Alexander Kulik
Alexander Kulik studied at the Moscow State University, earned his Ph.D. from the Hebrew University of Jerusalem and conducted post-doctoral research at Harvard University. He currently serves as Professor (previously also Chair) of the Department of Russian and Slavic Studies and Chair of the Academic Committee of the International Center for University Teaching of Jewish Civilization at The Hebrew University of Jerusalem. He holds the Tamara and Savely Grinberg Chair of Russian Studies and is a Member of the International Committee of Slavists (UNESCO). His research focuses on the cross-cultural transmission of texts and ideas.
A. Kulik has held visiting positions at Harvard University, Moscow State University, St. Petersburg State University, University College London, Stanford University, University of Oxford, Université de Lausanne, Freie Universität Berlin, Università Ca' Foscari Venezia, and National Research University Higher School of Economics, Moscow. In 2010, he was awarded the ERC grant. He also founded and headed the Brill book series Studia Judaeoslavica.
The project
Title: Jews in Ukraine: A Transimperial History
"During most of its history Ukraine was divided between several large political entities (“empires”). Nonetheless, at least from the Union of Lublin in 1569 and especially after the formation of a modern Ukrainian national identity by the late 18th century, the sense of a “transimperial” Ukrainian ethno-cultural unity also emerged. Ukraine is not unique in this respect: the case of the Jewish diaspora provides a striking example. Jewish communities' long experiences of separation by changing political borders made the Jews into a transimperial nation par excellence. The Jewish presence in the territory of Ukraine is the oldest in Eastern Europe, going back to the Jews of Greek colonies in the Northern Pontic area in the first centuries CE and documentarily attested in Kyiv as early as the 10th century. In the early modern age Ukraine became the homeland of the largest Jewish community in the world. In spite of this unique significance of Ukraine in Jewish history, in scholarly research Ukrainian Jewry has traditionally been treated as but an integral part of either Polish or Russian Jewry.
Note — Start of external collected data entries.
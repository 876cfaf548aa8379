//! Error types for file format parsing and manipulation.

use thiserror::Error;

use super::rpk::MAX_REPEAT_RUN;

/// Errors that can occur when encoding or decoding RPK files
#[derive(Debug, Error)]
pub enum RpkError {
	/// Invalid magic bytes
	#[error("invalid magic bytes: expected {expected:02X?}, got {actual:02X?}")]
	InvalidMagic {
		/// Magic bytes a valid RPK file starts with
		expected: [u8; 3],
		/// Magic bytes actually present
		actual: [u8; 3],
	},

	/// Stream ended before the header, an opcode payload, or the declared
	/// pixel count was complete
	#[error("truncated stream: unexpected end of input")]
	Truncated,

	/// Header declares a channel count other than 3 or 4
	#[error("invalid channel count {0}: must be 3 (RGB) or 4 (RGBA)")]
	InvalidChannels(u8),

	/// A repeat-run length field decoded to a value no valid encoder emits
	#[error("repeat run of {0} pixels exceeds the maximum of {MAX_REPEAT_RUN}")]
	OversizeRun(u32),

	/// A supplied scanline has the wrong byte length
	#[error("row is {actual} bytes, expected {expected}")]
	RowLength {
		/// Expected number of bytes (`width * channels`)
		expected: usize,
		/// Actual number of bytes supplied
		actual: usize,
	},

	/// More or fewer rows than the header declares
	#[error("image declares {expected} rows, got {actual}")]
	RowCount {
		/// Number of rows the header declares
		expected: u32,
		/// Number of rows seen
		actual: u32,
	},

	/// A flat pixel buffer has the wrong byte length for its header
	#[error("pixel buffer is {actual} bytes, expected {expected}")]
	PixelBuffer {
		/// Expected number of bytes (`width * height * channels`)
		expected: usize,
		/// Actual number of bytes supplied
		actual: usize,
	},

	/// The upstream byte source reported failure
	#[error("failed to read from byte source")]
	Source(#[source] std::io::Error),

	/// The downstream byte sink reported failure
	#[error("failed to write to byte sink")]
	Sink(#[source] std::io::Error),
}

impl RpkError {
	/// Maps a read error, folding short reads into [`RpkError::Truncated`].
	pub(crate) fn from_read(err: std::io::Error) -> Self {
		if err.kind() == std::io::ErrorKind::UnexpectedEof {
			RpkError::Truncated
		} else {
			RpkError::Source(err)
		}
	}
}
However, since the independence of Ukraine in 1991, and especially after the beginning of the conflict with Russia in 2014 and its culmination in 2022, the notion of the very existence of a separate identity of Ukrainian Jewry has appeared in historical research. Nonetheless, this concept still remains underdeveloped. The main objective of the proposed project is to provide a solid documentary basis for the study of the transimperial history of Ukrainian Jewry, as well as analysis and discussion of the historical background and significance of these documents. We propose to assemble for the first time a representative selection of documents (legal, economic, literary, etc.) from different cultural backgrounds and written in different languages, covering all aspects of the Jewish experience in Ukraine from the earliest references to Jewish communities in the first centuries CE to the Third Partition of Poland in 1795."
Hosting institution: Sorbonne Université
Selective Bibliography
- Biblical Pseudepigrapha in Slavonic Tradition (Oxford: Oxford University Press, 2016; with S. Minov)
- Guide to Early Jewish Texts and Traditions in Christian Transmission (Oxford-New York: Oxford University Press; editor-in-chief; with G. Boccaccini, L. DiTommaso, D. Hamidovic, M. Stone, 2019).
- Jews in Old Rus’: A Documentary History (Cambridge, MA: Harvard University Press, forthcoming)
- “Gilayon and ‘Apocalypse’: Reconsidering an Early Jewish Concept and Genre.” Harvard Theological Review 116.2 (2023), pp. 190–227.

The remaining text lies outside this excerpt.